Pria berkepala botak itu hendak mencengkeram lengan Hanazono. Aku menahan tangannya. Ketika pria itu berada di dekatku, aku teringat akan bau amis Prancis selatan.

Atur ulang emosi dan kenangan yang sudah memudar. Sekarang bukan waktunya untuk merenungkan perasaan seperti itu.

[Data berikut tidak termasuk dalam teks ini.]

use std::{collections::VecDeque, fmt::Display};

pub(crate) mod defaults {
    pub const X: f64 = 400.;
    pub const Y: f64 = 30.;
    pub const WIDTH: f64 = 16.;
    pub const HEIGHT: f64 = 24.;
    pub const FUEL: f64 = super::FUEL_CAPACITY;
}

pub const FUEL_CAPACITY: f64 = 100.;

/// Controls held during one tick.
#[derive(Clone, Copy, Debug, Default, PartialEq, Eq)]
pub struct InputIntent {
    pub up: bool,
    pub left: bool,
    pub right: bool,
}

impl InputIntent {
    pub fn new(up: bool, left: bool, right: bool) -> Self {
        Self { up, left, right }
    }

    pub fn idle() -> Self {
        Self::default()
    }

    pub fn with_up(self, up: bool) -> Self {
        Self { up, ..self }
    }

    pub fn with_left(self, left: bool) -> Self {
        Self { left, ..self }
    }

    pub fn with_right(self, right: bool) -> Self {
        Self { right, ..self }
    }
}

#[derive(Clone, Copy, Debug, PartialEq, Eq)]
pub enum LandingQuality {
    Perfect,
    Good,
}

#[derive(Clone, Copy, Debug, Default, PartialEq, Eq)]
pub enum FlightOutcome {
    #[default]
    Flying,
    /// `zone` indexes the session's landing zone list.
    Landed {
        zone: usize,
        quality: LandingQuality,
    },
    LandedRough,
    Crashed,
}

impl FlightOutcome {
    pub fn is_terminal(&self) -> bool {
        !matches!(self, Self::Flying)
    }
}

impl Display for FlightOutcome {
    fn fmt(&self, f: &mut std::fmt::Formatter<'_>) -> std::fmt::Result {
        match self {
            Self::Flying => write!(f, "flying"),
            Self::Landed {
                quality: LandingQuality::Perfect,
                ..
            } => write!(f, "perfect landing"),
            Self::Landed {
                quality: LandingQuality::Good,
                ..
            } => write!(f, "good landing"),
            Self::LandedRough => write!(f, "rough landing"),
            Self::Crashed => write!(f, "crashed"),
        }
    }
}

/// Kinematic and resource state of the lander. `(x, y)` is the top-left corner
/// of its bounding box, with `y` growing downwards.
#[derive(Clone, Debug, PartialEq)]
pub struct CraftState {
    pub x: f64,
    pub y: f64,
    pub width: f64,
    pub height: f64,
    pub vx: f64,
    pub vy: f64,
    pub fuel: f64,
    outcome: FlightOutcome,
}

impl Default for CraftState {
    fn default() -> Self {
        Self {
            x: defaults::X,
            y: defaults::Y,
            width: defaults::WIDTH,
            height: defaults::HEIGHT,
            vx: 0.,
            vy: 0.,
            fuel: defaults::FUEL,
            outcome: FlightOutcome::Flying,
        }
    }
}

impl CraftState {
    pub fn with_x(self, x: f64) -> Self {
        Self { x, ..self }
    }

    pub fn with_y(self, y: f64) -> Self {
        Self { y, ..self }
    }

    pub fn with_vx(self, vx: f64) -> Self {
        Self { vx, ..self }
    }

    pub fn with_vy(self, vy: f64) -> Self {
        Self { vy, ..self }
    }

    pub fn with_fuel(self, fuel: f64) -> Self {
        Self { fuel, ..self }
    }

    pub fn with_width(self, width: f64) -> Self {
        Self { width, ..self }
    }

    pub fn with_height(self, height: f64) -> Self {
        Self { height, ..self }
    }

    pub fn outcome(&self) -> FlightOutcome {
        self.outcome
    }

    pub fn is_terminal(&self) -> bool {
        self.outcome.is_terminal()
    }

    pub fn center_x(&self) -> f64 {
        self.x + self.width / 2.
    }

    pub fn bottom(&self) -> f64 {
        self.y + self.height
    }

    /// Moves a flying craft into `outcome`. Returns false, leaving the state
    /// untouched, when the craft already finished its flight.
    pub(crate) fn finish(&mut self, outcome: FlightOutcome) -> bool {
        if self.is_terminal() || !outcome.is_terminal() {
            return false;
        }
        self.outcome = outcome;
        true
    }
}

#[derive(Clone, Copy, Debug, PartialEq)]
pub struct FlightSample {
    pub x: f64,
    pub y: f64,
    pub vx: f64,
    pub vy: f64,
    pub fuel: f64,
}

/// Per-tick craft samples, oldest first. With a limit set only the most recent
/// `limit` samples are kept and `first_tick` moves forward.
#[derive(Clone, Debug, Default)]
pub struct LanderHistory {
    limit: Option<usize>,
    first_tick: usize,
    x: VecDeque<f64>,
    y: VecDeque<f64>,
    vx: VecDeque<f64>,
    vy: VecDeque<f64>,
    fuel: VecDeque<f64>,
}

impl LanderHistory {
    pub fn with_initial_state(state: &CraftState) -> Self {
        let mut history = Self::default();
        history.append_lander_state(state);
        history
    }

    pub fn with_limit(self, limit: usize) -> Self {
        let mut history = Self {
            limit: Some(limit.max(1)),
            ..self
        };
        history.drop_overflow();
        history
    }

    pub fn append_lander_state(&mut self, state: &CraftState) {
        self.x.push_back(state.x);
        self.y.push_back(state.y);
        self.vx.push_back(state.vx);
        self.vy.push_back(state.vy);
        self.fuel.push_back(state.fuel);
        self.drop_overflow();
    }

    fn drop_overflow(&mut self) {
        let Some(limit) = self.limit else {
            return;
        };
        while self.x.len() > limit {
            self.x.pop_front();
            self.y.pop_front();
            self.vx.pop_front();
            self.vy.pop_front();
            self.fuel.pop_front();
            self.first_tick += 1;
        }
    }

    pub fn len(&self) -> usize {
        self.x.len()
    }

    pub fn is_empty(&self) -> bool {
        self.x.is_empty()
    }

    /// Tick of the oldest kept sample.
    pub fn first_tick(&self) -> usize {
        self.first_tick
    }

    pub fn iter_history(&self) -> impl Iterator<Item = FlightSample> + '_ {
        self.x
            .iter()
            .zip(&self.y)
            .zip(&self.vx)
            .zip(&self.vy)
            .zip(&self.fuel)
            .map(|((((x, y), vx), vy), fuel)| FlightSample {
                x: *x,
                y: *y,
                vx: *vx,
                vy: *vy,
                fuel: *fuel,
            })
    }

    pub fn pretty_to_string(&self) -> String {
        self.iter_history().enumerate().fold(
            format!(
                "{:>6}{:>9}{:>9}{:>9}{:>9}{:>9}",
                "TICK", "X", "Y", "VX", "VY", "FUEL"
            ),
            |out, (id, FlightSample { x, y, vx, vy, fuel })| {
                let tick = self.first_tick + id;
                out + &format!("\n{tick:>6}{x:>9.2}{y:>9.2}{vx:>9.2}{vy:>9.2}{fuel:>9.1}")
            },
        )
    }
}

Hari ini aku akan berlatih kencan dengan Hanazono. Aku tidak akan membiarkan siapapun yang mencoba menyakitinya.

Hal ini membawaku kembali pada masa saat itu———

 

Jangan pegang-pegang lengan Jean! Habisi saja orang itu, Jean! ...Jean? O-Oi, kamu kenapa?

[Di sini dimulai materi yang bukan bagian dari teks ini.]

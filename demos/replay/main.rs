use std::process::ExitCode;

use descent::init::json::{self, Scenario};
use descent::GameSession;

// Replays a scenario file and dumps the recorded flight.
fn main() -> ExitCode {
    env_logger::Builder::from_env(env_logger::Env::default().default_filter_or("info")).init();

    let Some(path) = std::env::args().nth(1) else {
        eprintln!("usage: replay <scenario.json>");
        return ExitCode::FAILURE;
    };
    let session = json::parse_scenario(&path).and_then(
        |Scenario {
             settings,
             mut inputs,
             max_ticks,
         }| {
            let mut session = GameSession::try_new(settings)?;
            session.run(&mut inputs, max_ticks);
            Ok(session)
        },
    );

    match session {
        Ok(session) => {
            println!("{}", session.history().pretty_to_string());
            println!("{}", session.telemetry());
            println!("{} after {} ticks", session.outcome(), session.tick_count());
            ExitCode::SUCCESS
        }
        Err(e) => {
            log::error!("Replay of {path} failed: {e}");
            ExitCode::FAILURE
        }
    }
}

Pria berkepala botak yang bernama Jean memasang ekspresi cemas di wajahnya. Bukan apa-apa, aku hanya mencengkeram lengannya dan membuatnya tidak bisa bergerak.

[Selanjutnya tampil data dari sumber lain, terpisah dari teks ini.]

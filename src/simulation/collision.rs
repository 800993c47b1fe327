use super::{interpolate, CraftState, FlightOutcome, LandingQuality, LandingZone, Terrain, ZoneKind};

pub(crate) mod defaults {
    pub const SOFT_SPEED: f64 = 1.5;
    pub const STABLE_SPEED: f64 = 0.8;
    pub const FUEL_RESERVE: f64 = 10.;
    pub const SURVIVABLE_SPEED: f64 = 2.;
}

/// Touchdown detection and classification.
///
/// Vertical speeds are signed (positive means descending), so a craft that is
/// still rising when it touches the ground always counts as soft.
#[derive(Clone, Debug, PartialEq)]
pub struct CollisionChecker {
    soft_speed: f64,
    stable_speed: f64,
    fuel_reserve: f64,
    survivable_speed: f64,
}

impl Default for CollisionChecker {
    fn default() -> Self {
        Self {
            soft_speed: defaults::SOFT_SPEED,
            stable_speed: defaults::STABLE_SPEED,
            fuel_reserve: defaults::FUEL_RESERVE,
            survivable_speed: defaults::SURVIVABLE_SPEED,
        }
    }
}

impl CollisionChecker {
    pub fn with_soft_speed(self, soft_speed: f64) -> Self {
        Self { soft_speed, ..self }
    }

    pub fn with_stable_speed(self, stable_speed: f64) -> Self {
        Self {
            stable_speed,
            ..self
        }
    }

    pub fn with_fuel_reserve(self, fuel_reserve: f64) -> Self {
        Self {
            fuel_reserve,
            ..self
        }
    }

    pub fn with_survivable_speed(self, survivable_speed: f64) -> Self {
        Self {
            survivable_speed,
            ..self
        }
    }

    /// Surface elevation under the craft when its bottom edge has reached it.
    ///
    /// Walks the segments overlapping the craft's bounding box in ascending x,
    /// evaluating each segment's line at the craft's horizontal center, and
    /// stops at the first one the bottom edge has reached. No overlapping
    /// segment means no contact.
    pub fn surface_contact(&self, lander: &CraftState, terrain: &Terrain) -> Option<f64> {
        terrain
            .segments_under(lander.x, lander.x + lander.width)
            .map(|segment| interpolate(segment, lander.center_x()))
            .find(|surface_y| lander.bottom() >= *surface_y)
    }

    pub fn classify(&self, lander: &CraftState, zones: &[LandingZone]) -> FlightOutcome {
        let center_x = lander.center_x();
        let is_soft = lander.vy < self.soft_speed;
        let is_stable = lander.vx.abs() < self.stable_speed;
        let has_reserve = lander.fuel > self.fuel_reserve;

        let isru_zone = zones
            .iter()
            .position(|zone| zone.kind == ZoneKind::Isru && zone.contains(center_x));
        let any_zone = zones.iter().position(|zone| zone.contains(center_x));

        match (isru_zone, any_zone) {
            (Some(zone), _) if is_soft && is_stable && has_reserve => FlightOutcome::Landed {
                zone,
                quality: LandingQuality::Perfect,
            },
            (_, Some(zone)) if is_soft => FlightOutcome::Landed {
                zone,
                quality: LandingQuality::Good,
            },
            _ if lander.vy < self.survivable_speed => FlightOutcome::LandedRough,
            _ => FlightOutcome::Crashed,
        }
    }

    /// Outcome the craft would get this tick, without touching it.
    pub fn check(
        &self,
        lander: &CraftState,
        terrain: &Terrain,
        zones: &[LandingZone],
    ) -> Option<FlightOutcome> {
        if lander.is_terminal() {
            return None;
        }
        let surface_y = self.surface_contact(lander, terrain)?;
        log::debug!(
            "Touchdown at x={:.2} surface={surface_y:.2} vx={:.2} vy={:.2} fuel={:.1}",
            lander.center_x(),
            lander.vx,
            lander.vy,
            lander.fuel
        );
        Some(self.classify(lander, zones))
    }

    /// Checks for touchdown and stores the outcome on the craft. Returns the
    /// outcome only on the tick the flight ends.
    pub fn resolve(
        &self,
        lander: &mut CraftState,
        terrain: &Terrain,
        zones: &[LandingZone],
    ) -> Option<FlightOutcome> {
        let outcome = self.check(lander, terrain, zones)?;
        lander.finish(outcome).then_some(outcome)
    }
}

Aku segera menelepon polisi tanpa ragu -ragu.

Nomer panggilan daruratnya adalah 110.

Karena memaksa seseorang  di luar kehendaknya merupakan perbuatan yang tidak baik.

Aku akan menelepon polisi sekarang. Polisi Jepang bekerja dengan sangat baik. Aku bisa merasakan aroma tidak menyenangkan dari kalian. Ah, polisi? Saya terlibat dalam orang asing sekarang.m——Tolong jawab———Oh, permisi, aku akan kembali memakai bahasa Jepang.”

Ia menelepon polisi!? Jean, ayo kita cepetan kabur dari sini!

O-Omar, tunggu aku. Aku tidak bisa menggerakkan tanganku... Karena aku pernah tinggal di daerah kumuh, jadi aku bisa tahu. Jika kita terlibat dengan orang semacam ini, kita akan dalam bahaya ...

Ketika aku melepaskan tanganku, orang-orang asing itu langsung melarikan diri. Aku memberi tahu polisi seperti ciri-ciri mereka, menutup telepon, dan menuju ke Hanazono.

 

Hanazono yang tadinya terlihat cemas, tetapi dia segera kembali menunjukkan  ekspresi cerianya.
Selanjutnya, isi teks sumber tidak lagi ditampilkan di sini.